The scoop on ice camping?… it’s cold

To be perfectly honest, I didn’t anticipate quite how challenging it would be to simply live on ice for 3 weeks. Putting all research related challenges aside, the daily living routine demanded a lot of stamina and discipline.

For starters, I’ve never camped in such an alien environment for so long before. Wherever you’re sitting right now, let me try to bring you to this world. If you’re indoors, remove the building you’re in. In fact, remove every single building, every plant, every animal, and any other objects for as far as you can see in all directions. Flatten the ground to be a bumpy but relatively level surface and make it stretch out in all directions to the horizon. Now make the ground hard white ice. Turn the temperature down to about 32 degrees and put on a big parka, snow pants, heavy mountaineering boots, a hat, gloves and sunglasses. Look around. There’s now a white icy surface stretching as far as you can see in all directions. The only contrast against this white surface is a cluster of small colorful fabric tents flapping in the wind. You’re living here for 3 weeks. This is Earth but it almost feels like you’re on another planet. You pull out your phone to snap a couple pictures and in the process you’re reminded again that you have no service. Not that you thought you would have service, but just seeing those ‘no service’ words everyday makes you feel as if you’ve arrived in an alternate universe.

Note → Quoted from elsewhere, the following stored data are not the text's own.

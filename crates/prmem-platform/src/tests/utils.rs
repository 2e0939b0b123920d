// Copyright (c) 2025-2026 Federico Hoerth <memparanoid@gmail.com>
// SPDX-License-Identifier: GPL-3.0-only
// See LICENSE in the repository root for full license text.

//! Test utilities for prmem-platform.

/// Check if seccomp is available by forking a child process that attempts to load a filter.
/// Returns true if seccomp works, false if running under QEMU or seccomp is unavailable.
pub fn is_seccomp_available() -> bool {
    use libseccomp::{ScmpAction, ScmpFilterContext};

    match unsafe { libc::fork() } {
        -1 => {
            eprintln!("Failed to fork for seccomp check");
            false
        }
        0 => {
            let result = ScmpFilterContext::new(ScmpAction::Allow).and_then(|filter| filter.load());

            std::process::exit(if result.is_ok() { 0 } else { 1 });
        }
        child_pid => {
            let mut status: libc::c_int = 0;
            unsafe {
                libc::waitpid(child_pid, &mut status, 0);
            }

            libc::WIFEXITED(status) && libc::WEXITSTATUS(status) == 0
        }
    }
}

/// Runs an ignored test as a subprocess and returns its exit code.
pub fn run_test_as_subprocess(test_name: &str) -> Option<i32> {
    let exe = std::env::current_exe().expect("Failed to current_exe()");
    let status = std::process::Command::new(exe)
        .args([
            "--exact",
            test_name,
            "--ignored",
            "--test-threads=1",
            "--nocapture",
        ])
        .status()
        .expect("Failed to run subprocess");

    status.code()
}

fn block_syscall(name: &str) {
    use libseccomp::{ScmpAction, ScmpFilterContext, ScmpSyscall};

    let mut filter = ScmpFilterContext::new(ScmpAction::Allow).expect("Failed to create filter");
    filter
        .add_rule(
            ScmpAction::Errno(libc::EPERM),
            ScmpSyscall::from_name(name).expect("Failed to from_name(..)"),
        )
        .expect("Failed to add rule");
    filter.load().expect("Failed to load seccomp filter");
}

pub fn block_memfd_create() {
    block_syscall("memfd_create");
}

pub fn block_mprotect() {
    block_syscall("mprotect");
}
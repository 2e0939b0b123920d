// Copyright (c) 2025-2026 Federico Hoerth <memparanoid@gmail.com>
// SPDX-License-Identifier: GPL-3.0-only
// See LICENSE in the repository root for full license text.

//! Write-rare memory: data that is read-only almost always and written
//! only through a validated, page-by-page alias path.
//!
//! A [`Prmem`] context owns:
//!
//! - one static write-rare region, filled at bring-up with
//!   [`Prmem::declare_static`] and sealed with [`Prmem::seal_static`],
//! - a registry of every pool chunk, used by the write-rare engine and the
//!   hardened-copy validator,
//! - the platform capabilities (area allocator and alias remapping).
//!
//! Dynamic data lives in [`Pool`]s. Once protected, pool memory can only
//! change through the engine ([`Prmem::wr_copy`], [`Prmem::wr_assign`],
//! [`Prmem::wr_ptr`] and friends), and only if the pool is write-rare.
//!
//! # Example
//!
//! ```rust
//! use std::sync::atomic::{AtomicU64, Ordering};
//!
//! use prmem_core::{Config, PoolMode, Prmem};
//!
//! fn example() -> Result<(), Box<dyn std::error::Error>> {
//!     let prmem = Prmem::try_new(Config::default())?;
//!     let pool = prmem.create_default_pool(PoolMode::WRITE_RARE)?;
//!
//!     let counter = pool.alloc_ref(AtomicU64::new(0))?;
//!     pool.protect()?;
//!
//!     prmem.wr_u64(counter, 7)?;
//!     assert_eq!(counter.load(Ordering::Relaxed), 7);
//!     Ok(())
//! }
//! # example().unwrap();
//! ```

#![warn(missing_docs)]

#[cfg(test)]
mod tests;

mod cell;
mod chunk;
mod config;
mod context;
mod engine;
mod error;
mod fatal;
mod pool;
mod registry;
mod static_region;
mod tag;
mod usercopy;

pub use cell::WrCell;
pub use chunk::Chunk;
pub use config::Config;
pub use context::Prmem;
pub use error::{InitError, PoolError, StaticError, WrError};
pub use fatal::{Fatal, halt};
pub use pool::{DEFAULT_ALIGN, Pool, PoolMode, PoolStats};
pub use tag::{ChunkTag, TagError, TagEvent};
pub use usercopy::{CopyDirection, ObjectClass};
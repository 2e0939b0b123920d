// Copyright (c) 2025-2026 Federico Hoerth <memparanoid@gmail.com>
// SPDX-License-Identifier: GPL-3.0-only
// See LICENSE in the repository root for full license text.

//! Protectable memory pools.
//!
//! A pool hands out memory by bumping an offset downwards from the end of
//! its current chunk. When the chunk runs out, or has been write-protected,
//! a new chunk of at least `refill` bytes is mapped. Objects are never freed
//! individually: the whole pool goes away with [`Pool::destroy`] or on drop.
//!
//! Depending on its [`PoolMode`], a pool may:
//!
//! - accept rare writes into its protected chunks,
//! - protect the previous chunk automatically when growing,
//! - hand out memory that is protected from the start and initialized
//!   exclusively through the write-rare path.

use core::alloc::Layout;
use core::mem::{self, align_of, size_of};
use core::ptr::{self, NonNull};
use std::sync::{Arc, Mutex, MutexGuard, PoisonError};

use prmem_platform::{page_size, round_down, round_up};

use crate::cell::WrCell;
use crate::chunk::Chunk;
use crate::context::Prmem;
use crate::engine::{Scope, WrOp};
use crate::error::{PoolError, WrError};

/// Default allocation alignment.
pub const DEFAULT_ALIGN: usize = align_of::<libc::max_align_t>();

/// Behavior of a pool.
#[derive(Debug, Clone, Copy, Default, Eq, PartialEq)]
pub struct PoolMode {
    /// Protected chunks still accept rare writes.
    pub write_rare: bool,
    /// Growing protects the chunk being left.
    pub auto_protect: bool,
    /// New chunks are protected immediately. Requires `write_rare`.
    pub start_protected: bool,
}

impl PoolMode {
    /// Read-only once protected.
    pub const READ_ONLY: Self = Self::new(false, false, false);
    /// Rare writes allowed after protection.
    pub const WRITE_RARE: Self = Self::new(true, false, false);
    /// Read-only, previous chunk protected on growth.
    pub const AUTO_READ_ONLY: Self = Self::new(false, true, false);
    /// Write-rare, previous chunk protected on growth.
    pub const AUTO_WRITE_RARE: Self = Self::new(true, true, false);
    /// Write-rare, protected from the first allocation on.
    pub const START_WRITE_RARE: Self = Self::new(true, false, true);

    /// Builds a mode from its three flags.
    pub const fn new(write_rare: bool, auto_protect: bool, start_protected: bool) -> Self {
        Self {
            write_rare,
            auto_protect,
            start_protected,
        }
    }
}

/// Snapshot of a pool's occupancy.
#[derive(Debug, Clone, Copy, Default, Eq, PartialEq)]
pub struct PoolStats {
    /// Number of chunks.
    pub chunks: usize,
    /// Total bytes mapped.
    pub size: usize,
    /// Bytes still available in the current chunk.
    pub avail: usize,
    /// Every chunk is write-protected.
    pub protected: bool,
}

#[derive(Debug)]
struct PoolState {
    // Oldest first; the last chunk is the current one.
    chunks: Vec<Arc<Chunk>>,
    offset: usize,
    mode: PoolMode,
}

Yes, our camp is actually in this photo. It's a dot in the center.

Challenge 1: Wet and cold

With the temperature climbing just above freezing during the day and dropping below freezing at night, everything was perpetually cold and damp. Even inside the tent, there was no avoiding the icy floor. My hands and feet were frequently numb. I lived in my parka, only taking it off for a quick second to slip into my sleeping bag. Since there was no indoors and no heating, it was critical to constantly monitor body temperature. I don’t think I’ve ever had so many hot drinks and soup in my life.

Challenge 2: Where’s the bathroom?

There was merely a bin with a toilet seat sitting out on the ice about 100 meters downwind of camp. A tarp strung up by some bamboo poles served as a make shift curtain. The wind and cold did not provide any comfort when using the toilet. I found myself frequently in the “how long can I wait to go pee debate”. Even worse, was the rotating job to change the toilet bag when it got full. Further, the waste was burnt in an incinerator since we couldn’t take it out with us. What about a shower? There was none. That’s right, 3 weeks and no shower.

The toilet
Watch out for frostbite

Challenge 3: The tent moving ritual

Every 6 or 7 days you had to move your tent. But seriously, you really did. Over time, the ground around the tent melted away. The tent footprint served as a striking marker of surface melt. Over the course of a few days, the insulation provided by the tent sheltered the ice directly underneath. While the surrounding ice slowly and inconspicuously melted away, the ice directly under the tent remained and soon the middle of the tent would be elevated on a pedestal of ice a couple of feet thick. This really shrunk the space inside the tent making it an acrobatic act to simply get in and out. The ice below the tent became a slippery, lumpy surface. Rather than a restful sleep, I’d feel more like I’d just spent the night holding some sort of yoga pose – my head and feet awkwardly sloping down with a big rounded lump underneath my back.  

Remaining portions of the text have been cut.